That's rather subjective which is why I left most of this stuff out. Some
people really like reading on a kindle or iPad, I don't particularly (the
Kindle is "OK").

> Ebooks are lighter than their equivalent books

It depends on the book TBH. A lot will be heavier, many won't. The book I'm
currently reading ("Medium Raw" by Anthony Bourdain) is 49g heavier than a
kindle (the cheapest in the UK), which for me is effectively the same as 0g in
terms of wether I will notice.

I am a relatively strong man, throwing a book or two into my bag doesn't make
a difference to me.

Of course, if I were to carry my entire library around that would be a
_significantly_ different story :) But then I just pick books I want to read
and take them, and if I change my mind later I do something else.

> easy to use one-handed

Never had a problem with this.

> fonts can be adjusted

Never wanted to do this.

> you can search within a book

I rarely want to do this, so it's not a particularly big deal when I can't.

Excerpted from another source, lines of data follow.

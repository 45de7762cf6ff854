// src/core/routing.rs — Pick a provider/model per task and escalate on failure

use std::collections::BTreeSet;

use super::cost::{self, CostPolicy, ModelSpec, CATALOG};
use super::types::{Complexity, CostTier, RoutingContext, TaskRouting};
use crate::infra::config::RoutingConfig;
use crate::provider::ModelRef;

/// Routing policy for one process. Built once from config and shared.
#[derive(Debug, Clone)]
pub struct RoutingPolicy {
    cost: CostPolicy,
    allow_expensive: bool,
    /// Provider ids with a live client. `None` means every catalog provider.
    available: Option<BTreeSet<String>>,
}

impl RoutingPolicy {
    pub fn new(config: &RoutingConfig) -> Self {
        Self {
            cost: CostPolicy::new(config.credit_value_usd),
            allow_expensive: config.allow_expensive,
            available: None,
        }
    }

    pub fn with_available_providers(mut self, providers: BTreeSet<String>) -> Self {
        self.available = Some(providers);
        self
    }

    pub fn with_allow_expensive(mut self, allow: bool) -> Self {
        self.allow_expensive = allow;
        self
    }

    pub fn cost(&self) -> &CostPolicy {
        &self.cost
    }

    pub fn allow_expensive(&self) -> bool {
        self.allow_expensive
    }

    /// Tier a task of this complexity starts at.
    pub fn target_tier(complexity: Complexity) -> CostTier {
        match complexity {
            Complexity::Trivial | Complexity::Simple => CostTier::Free,
            Complexity::Moderate => CostTier::Low,
            Complexity::Complex => CostTier::Moderate,
        }
    }

    /// Cheapest model for a complexity level. Looks in the target tier first,
    /// then upward (never into expensive unless allowed), then downward.
    pub fn select_cheapest_model(&self, complexity: Complexity) -> &'static ModelSpec {
        let target = Self::target_tier(complexity);
        let order = self.search_order(target);

        // Prefer providers that are actually registered; if none of them
        // appear in the catalog, route anyway and let dispatch fail loudly.
        order
            .iter()
            .find_map(|&tier| self.cheapest_in(tier, true))
            .or_else(|| order.iter().find_map(|&tier| self.cheapest_in(tier, false)))
            .unwrap_or(&CATALOG[0])
    }

    fn search_order(&self, target: CostTier) -> Vec<CostTier> {
        let ceiling = if self.allow_expensive {
            CostTier::Expensive
        } else {
            CostTier::Moderate
        };
        let mut order: Vec<CostTier> = CostTier::ALL
            .iter()
            .copied()
            .filter(|t| *t >= target && *t <= ceiling)
            .collect();
        order.extend(CostTier::ALL.iter().rev().copied().filter(|t| *t < target));
        order
    }

    fn cheapest_in(&self, tier: CostTier, only_available: bool) -> Option<&'static ModelSpec> {
        CATALOG
            .iter()
            .filter(|s| s.tier == tier)
            .filter(|s| !only_available || self.is_available(s.provider))
            .min_by(|a, b| {
                a.blended_price()
                    .partial_cmp(&b.blended_price())
                    .unwrap_or(std::cmp::Ordering::Equal)
            })
    }

    fn is_available(&self, provider: &str) -> bool {
        match &self.available {
            Some(set) => set.contains(provider),
            None => true,
        }
    }

    /// Routing for a task. A forced model wins over complexity.
    pub fn route(
        &self,
        context: RoutingContext,
        complexity: Complexity,
        force_model: Option<&ModelRef>,
    ) -> TaskRouting {
        match force_model {
            Some(model) => TaskRouting {
                provider: model.provider.clone(),
                model: model.model.clone(),
                tier: cost::tier_of(&model.to_string()),
                context,
            },
            None => {
                let spec = self.select_cheapest_model(complexity);
                TaskRouting {
                    provider: spec.provider.to_string(),
                    model: spec.model.to_string(),
                    tier: spec.tier,
                    context,
                }
            }
        }
    }

    /// Cheapest available model in the next tier up. `None` at the top, or
    /// when the next tier is expensive and that is not allowed.
    pub fn escalate(&self, routing: &TaskRouting) -> Option<TaskRouting> {
        let mut tier = routing.tier.next()?;
        loop {
            if tier == CostTier::Expensive && !self.allow_expensive {
                return None;
            }
            if let Some(spec) = self.cheapest_in(tier, true) {
                return Some(routing.with_model(&spec.model_ref(), spec.tier));
            }
            tier = tier.next()?;
        }
    }
}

> you have access with wifi to your entire library at any point in time
> without having to fill up a cramped apartment

I mentioned in another comment, I am lucky in that I don't have that issue
where I live. The balance might be altered if I lived in a small Tokyo
apartment (for instance) however.

> The objections that you give (1-4) are the ones that are fixable by hoisting
> the Jolly Roger.

I can buy ebooks and strip the DRM if I want, I tried it (on ebooks I
legitimately bought) so I could make sure I always had the book. It was a PITA
and didn't (for me) swing the pendulum enough to choose ebooks.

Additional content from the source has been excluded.